Watching Michelle Duggar manage her Herculean tasks is addictive. We like to marvel at the logistics of life in oversized reality-TV families like the Duggars or the participants of the series "Kids By the Dozen" (also on TLC), which features families with at least 12 children each. How do they do all that laundry every week? Afford all those gallons of milk or cope with a joint birthday party for 13?

But there's one big omission from the on-screen portrayal of many of these families: their motivation. Though the Duggars do describe themselves as conservative Christians, in reality, they follow a belief system that goes far beyond "Cheaper by the Dozen" high jinks. It is a pro-life-purist lifestyle known as Quiverfull, where women forgo all birth-control options, viewing contraception as a form of abortion and considering even natural family planning an attempt to control a realm—fertility—that should be entrusted to divine providence.

At the heart of this reality-show depiction of "extreme motherhood" is a growing conservative Christian emphasis on the importance of women submitting to their husbands and fathers, an antifeminist backlash that holds that gender equality is contrary to God's law and that women's highest calling is as wives and "prolific" mothers.

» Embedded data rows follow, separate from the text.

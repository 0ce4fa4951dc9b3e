//! Logging bootstrap for the résumé core.
//!
//! # Responsibility
//! - Start a rotating file logger once per process.
//! - Capture panics as sanitized log events.
//!
//! # Invariants
//! - Repeated init with identical level and directory is a no-op.
//! - Init with a different level or directory is rejected, never applied.
//! - Init never panics.
//! - Log events carry metadata only, never résumé text.

use flexi_logger::{Cleanup, Criterion, FileSpec, Logger, LoggerHandle, Naming, WriteMode};
use log::{error, info};
use once_cell::sync::OnceCell;
use std::path::{Path, PathBuf};

const LOG_FILE_BASENAME: &str = "resume_core";
const MAX_LOG_FILE_SIZE_BYTES: u64 = 10 * 1024 * 1024;
const MAX_LOG_FILES: usize = 5;
const MAX_PANIC_PAYLOAD_CHARS: usize = 160;

static ACTIVE: OnceCell<ActiveLogger> = OnceCell::new();
static PANIC_HOOK: OnceCell<()> = OnceCell::new();

struct ActiveLogger {
    level: &'static str,
    log_dir: PathBuf,
    _handle: LoggerHandle,
}

impl ActiveLogger {
    fn ensure_matches(&self, level: &str, log_dir: &Path) -> Result<(), String> {
        if self.log_dir != log_dir {
            return Err(format!(
                "logging already initialized at `{}`; refusing to switch to `{}`",
                self.log_dir.display(),
                log_dir.display()
            ));
        }
        if self.level != level {
            return Err(format!(
                "logging already initialized with level `{}`; refusing to switch to `{level}`",
                self.level
            ));
        }
        Ok(())
    }
}

/// Starts file logging at `level` under the absolute directory `log_dir`.
///
/// # Errors
/// - Unsupported level, or an empty/relative `log_dir`.
/// - A conflicting earlier initialization.
/// - Directory creation or logger backend failure.
pub fn init_logging(level: &str, log_dir: &str) -> Result<(), String> {
    let level = parse_level(level)?;
    let log_dir = parse_log_dir(log_dir)?;

    if let Some(active) = ACTIVE.get() {
        return active.ensure_matches(level, &log_dir);
    }

    let active = ACTIVE.get_or_try_init(|| start_logger(level, &log_dir))?;
    active.ensure_matches(level, &log_dir)
}

/// Active `(level, log_dir)`, or `None` before initialization.
pub fn logging_status() -> Option<(&'static str, PathBuf)> {
    ACTIVE
        .get()
        .map(|active| (active.level, active.log_dir.clone()))
}

/// `debug` for debug builds, `info` otherwise.
pub fn default_log_level() -> &'static str {
    if cfg!(debug_assertions) {
        "debug"
    } else {
        "info"
    }
}

fn start_logger(level: &'static str, log_dir: &Path) -> Result<ActiveLogger, String> {
    std::fs::create_dir_all(log_dir).map_err(|err| {
        format!("failed to create log directory `{}`: {err}", log_dir.display())
    })?;

    let handle = Logger::try_with_str(level)
        .map_err(|err| format!("invalid log level `{level}`: {err}"))?
        .log_to_file(
            FileSpec::default()
                .directory(log_dir)
                .basename(LOG_FILE_BASENAME),
        )
        .rotate(
            Criterion::Size(MAX_LOG_FILE_SIZE_BYTES),
            Naming::Numbers,
            Cleanup::KeepLogFiles(MAX_LOG_FILES),
        )
        .write_mode(WriteMode::BufferAndFlush)
        .append()
        .format_for_files(flexi_logger::detailed_format)
        .start()
        .map_err(|err| format!("failed to start logger: {err}"))?;

    install_panic_hook();
    info!(
        "event=core_init module=logging status=ok version={} level={level} log_dir={}",
        env!("CARGO_PKG_VERSION"),
        log_dir.display()
    );

    Ok(ActiveLogger {
        level,
        log_dir: log_dir.to_path_buf(),
        _handle: handle,
    })
}

fn parse_level(level: &str) -> Result<&'static str, String> {
    const LEVELS: [&str; 5] = ["trace", "debug", "info", "warn", "error"];
    let normalized = level.trim().to_ascii_lowercase();
    let normalized = if normalized == "warning" {
        "warn".to_string()
    } else {
        normalized
    };
    LEVELS
        .iter()
        .copied()
        .find(|known| *known == normalized)
        .ok_or_else(|| {
            format!("unsupported log level `{normalized}`; expected trace|debug|info|warn|error")
        })
}

fn parse_log_dir(log_dir: &str) -> Result<PathBuf, String> {
    let trimmed = log_dir.trim();
    if trimmed.is_empty() {
        return Err("log_dir cannot be empty".to_string());
    }
    let path = PathBuf::from(trimmed);
    if !path.is_absolute() {
        return Err(format!("log_dir must be an absolute path, got `{trimmed}`"));
    }
    Ok(path)
}

fn install_panic_hook() {
    if PANIC_HOOK.set(()).is_err() {
        return;
    }

    let previous = std::panic::take_hook();
    std::panic::set_hook(Box::new(move |panic_info| {
        let location = panic_info
            .location()
            .map(|loc| format!("{}:{}", loc.file(), loc.line()))
            .unwrap_or_else(|| "unknown".to_string());
        let payload = panic_info
            .payload()
            .downcast_ref::<&str>()
            .map(|message| (*message).to_string())
            .or_else(|| panic_info.payload().downcast_ref::<String>().cloned())
            .unwrap_or_else(|| "non-string panic payload".to_string());
        error!(
            "event=panic_captured module=logging status=error location={location} payload={}",
            sanitize_message(&payload, MAX_PANIC_PAYLOAD_CHARS)
        );
        previous(panic_info);
    }));
}

fn sanitize_message(value: &str, max_chars: usize) -> String {
    let flattened = value.replace(['\n', '\r'], " ");
    let mut truncated: String = flattened.chars().take(max_chars).collect();
    if flattened.chars().count() > max_chars {
        truncated.push_str("...");
    }
    truncated
}

#[cfg(test)]
mod tests {
    use super::{init_logging, logging_status, parse_level, parse_log_dir, sanitize_message};

    #[test]
    fn parse_level_accepts_aliases_and_case() {
        assert_eq!(parse_level(" INFO ").unwrap(), "info");
        assert_eq!(parse_level("Warning").unwrap(), "warn");
        assert!(parse_level("verbose").unwrap_err().contains("unsupported"));
    }

    #[test]
    fn parse_log_dir_rejects_relative_and_empty_paths() {
        assert!(parse_log_dir("logs").unwrap_err().contains("absolute"));
        assert!(parse_log_dir("   ").unwrap_err().contains("empty"));
    }

    #[test]
    fn sanitize_message_flattens_and_truncates() {
        let sanitized = sanitize_message("a\nb\rc-long-tail", 5);
        assert_eq!(sanitized, "a b c...");
    }

    #[test]
    fn init_logging_is_idempotent_and_rejects_conflicts() {
        let dir = tempfile::tempdir().unwrap();
        let other = tempfile::tempdir().unwrap();
        let dir_str = dir.path().to_str().unwrap().to_string();
        let other_str = other.path().to_str().unwrap().to_string();

        init_logging("info", &dir_str).unwrap();
        init_logging("info", &dir_str).unwrap();
        assert!(init_logging("debug", &dir_str)
            .unwrap_err()
            .contains("refusing to switch"));
        assert!(init_logging("info", &other_str)
            .unwrap_err()
            .contains("refusing to switch"));

        let (level, active_dir) = logging_status().unwrap();
        assert_eq!(level, "info");
        assert_eq!(active_dir, dir.path());
    }
}
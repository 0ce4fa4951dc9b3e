//! Template transport.
//!
//! A source answers a path with a status and a body, the way a static file
//! server does. Only `fetch` errors are transport failures; a missing file is
//! a regular 404 response.

use std::collections::HashMap;
use std::error::Error;
use std::fmt::{Display, Formatter};
use std::io::ErrorKind;
use std::path::{Component, Path, PathBuf};

pub const STATUS_OK: u16 = 200;
pub const STATUS_BAD_REQUEST: u16 = 400;
pub const STATUS_NOT_FOUND: u16 = 404;

#[derive(Debug, Clone, PartialEq, Eq)]
pub struct TemplateResponse {
    pub status: u16,
    pub body: String,
}

impl TemplateResponse {
    pub fn ok(body: impl Into<String>) -> Self {
        Self {
            status: STATUS_OK,
            body: body.into(),
        }
    }

    pub fn status(status: u16) -> Self {
        Self {
            status,
            body: String::new(),
        }
    }

    pub fn is_success(&self) -> bool {
        (200..300).contains(&self.status)
    }
}

/// Transport failure while fetching a template.
#[derive(Debug)]
pub struct TemplateFetchError {
    pub path: String,
    pub message: String,
}

impl Display for TemplateFetchError {
    fn fmt(&self, f: &mut Formatter<'_>) -> std::fmt::Result {
        write!(f, "failed to fetch template `{}`: {}", self.path, self.message)
    }
}

impl Error for TemplateFetchError {}

pub trait TemplateSource {
    fn fetch(&self, path: &str) -> Result<TemplateResponse, TemplateFetchError>;
}

/// Serves templates from files below a root directory.
///
/// `/template.json` maps to `<root>/template.json`. Paths escaping the root
/// answer 400.
#[derive(Debug, Clone)]
pub struct DirTemplateSource {
    root: PathBuf,
}

impl DirTemplateSource {
    pub fn new(root: impl Into<PathBuf>) -> Self {
        Self { root: root.into() }
    }

    fn resolve(&self, path: &str) -> Option<PathBuf> {
        let relative = Path::new(path.trim_start_matches('/'));
        let confined = relative
            .components()
            .all(|component| matches!(component, Component::Normal(_)));
        if !confined || relative.as_os_str().is_empty() {
            return None;
        }
        Some(self.root.join(relative))
    }
}

impl TemplateSource for DirTemplateSource {
    fn fetch(&self, path: &str) -> Result<TemplateResponse, TemplateFetchError> {
        let Some(file) = self.resolve(path) else {
            return Ok(TemplateResponse::status(STATUS_BAD_REQUEST));
        };
        match std::fs::read_to_string(&file) {
            Ok(body) => Ok(TemplateResponse::ok(body)),
            Err(err) if err.kind() == ErrorKind::NotFound => {
                Ok(TemplateResponse::status(STATUS_NOT_FOUND))
            }
            Err(err) => Err(TemplateFetchError {
                path: path.to_string(),
                message: err.to_string(),
            }),
        }
    }
}

/// In-memory templates keyed by path, e.g. templates bundled at build time.
#[derive(Debug, Clone, Default)]
pub struct StaticTemplateSource {
    files: HashMap<String, String>,
}

impl StaticTemplateSource {
    pub fn new() -> Self {
        Self::default()
    }

    pub fn with_file(mut self, path: impl Into<String>, body: impl Into<String>) -> Self {
        self.files.insert(path.into(), body.into());
        self
    }
}

impl TemplateSource for StaticTemplateSource {
    fn fetch(&self, path: &str) -> Result<TemplateResponse, TemplateFetchError> {
        Ok(match self.files.get(path) {
            Some(body) => TemplateResponse::ok(body.clone()),
            None => TemplateResponse::status(STATUS_NOT_FOUND),
        })
    }
}

impl<T: TemplateSource + ?Sized> TemplateSource for &T {
    fn fetch(&self, path: &str) -> Result<TemplateResponse, TemplateFetchError> {
        (**self).fetch(path)
    }
}
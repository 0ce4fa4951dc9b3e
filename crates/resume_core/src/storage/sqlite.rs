//! SQLite-backed key-value store.
//!
//! # Responsibility
//! - Persist key-value items in the `kv_items` table.
//! - Translate `SQLITE_FULL` into the quota signal used by the résumé store.
//!
//! # Invariants
//! - The connection must have all migrations applied before use.
//! - `set_item` replaces the whole value for its key.

use super::kv::{KeyValueStore, KvResult};
use crate::db::migrations::latest_version;
use crate::db::{DbError, DbResult};
use rusqlite::{params, Connection, OptionalExtension};

pub struct SqliteKeyValueStore<'conn> {
    conn: &'conn Connection,
}

impl<'conn> SqliteKeyValueStore<'conn> {
    /// Wraps a migrated connection.
    ///
    /// # Errors
    /// - `DbError::UninitializedConnection` when migrations are not at the
    ///   latest version.
    /// - `DbError::MissingRequiredTable` when `kv_items` does not exist.
    pub fn try_new(conn: &'conn Connection) -> DbResult<Self> {
        let expected_version = latest_version();
        let actual_version: u32 =
            conn.query_row("PRAGMA user_version;", [], |row| row.get(0))?;
        if actual_version != expected_version {
            return Err(DbError::UninitializedConnection {
                expected_version,
                actual_version,
            });
        }

        let exists: i64 = conn.query_row(
            "SELECT EXISTS(
                SELECT 1 FROM sqlite_master WHERE type = 'table' AND name = 'kv_items'
            );",
            [],
            |row| row.get(0),
        )?;
        if exists != 1 {
            return Err(DbError::MissingRequiredTable("kv_items"));
        }

        Ok(Self { conn })
    }
}

impl KeyValueStore for SqliteKeyValueStore<'_> {
    fn get_item(&self, key: &str) -> KvResult<Option<String>> {
        let value = self
            .conn
            .query_row(
                "SELECT value FROM kv_items WHERE key = ?1;",
                [key],
                |row| row.get::<_, String>(0),
            )
            .optional()?;
        Ok(value)
    }

    fn set_item(&self, key: &str, value: &str) -> KvResult<()> {
        self.conn.execute(
            "INSERT INTO kv_items (key, value, updated_at)
             VALUES (?1, ?2, (strftime('%s', 'now') * 1000))
             ON CONFLICT(key) DO UPDATE SET
                value = excluded.value,
                updated_at = excluded.updated_at;",
            params![key, value],
        )?;
        Ok(())
    }

    fn remove_item(&self, key: &str) -> KvResult<()> {
        self.conn
            .execute("DELETE FROM kv_items WHERE key = ?1;", [key])?;
        Ok(())
    }
}
//! Error types for tagging domain validation.

use thiserror::Error;

/// Errors returned while constructing domain tagging values.
#[derive(Debug, Clone, Error, PartialEq, Eq)]
pub enum TagDomainError {
    /// The tag label is empty after trimming.
    #[error("tag label must not be empty")]
    EmptyLabel,

    /// The tag label exceeds the persisted column width.
    #[error("tag label of {0} characters exceeds the 100 character limit")]
    LabelTooLong(usize),

    /// The colour is not a `#RRGGBB` hex value.
    #[error("invalid colour '{0}', expected #RRGGBB")]
    InvalidColor(String),
}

Mary Pride, an early homeschooling leader whose 1985 book "The Way Home: Beyond Feminism, Back to Reality" is a founding text of Quiverfull, convinced many readers that regulating one's fertility is a slippery slope. "Family planning is the mother of abortion," she writes. "A generation had to be indoctrinated in the ideal of planning children around personal convenience before abortion could be popular." Instead, Pride and her peers argue, Christians should leave family planning in God's hands, and become "maternal missionaries": birthing as many children as He gives them as both a demonstration of radical faith and obedience, as well as a plan to effect Christian revival in the culture through demographic means—that is, by having more children than their political opponents.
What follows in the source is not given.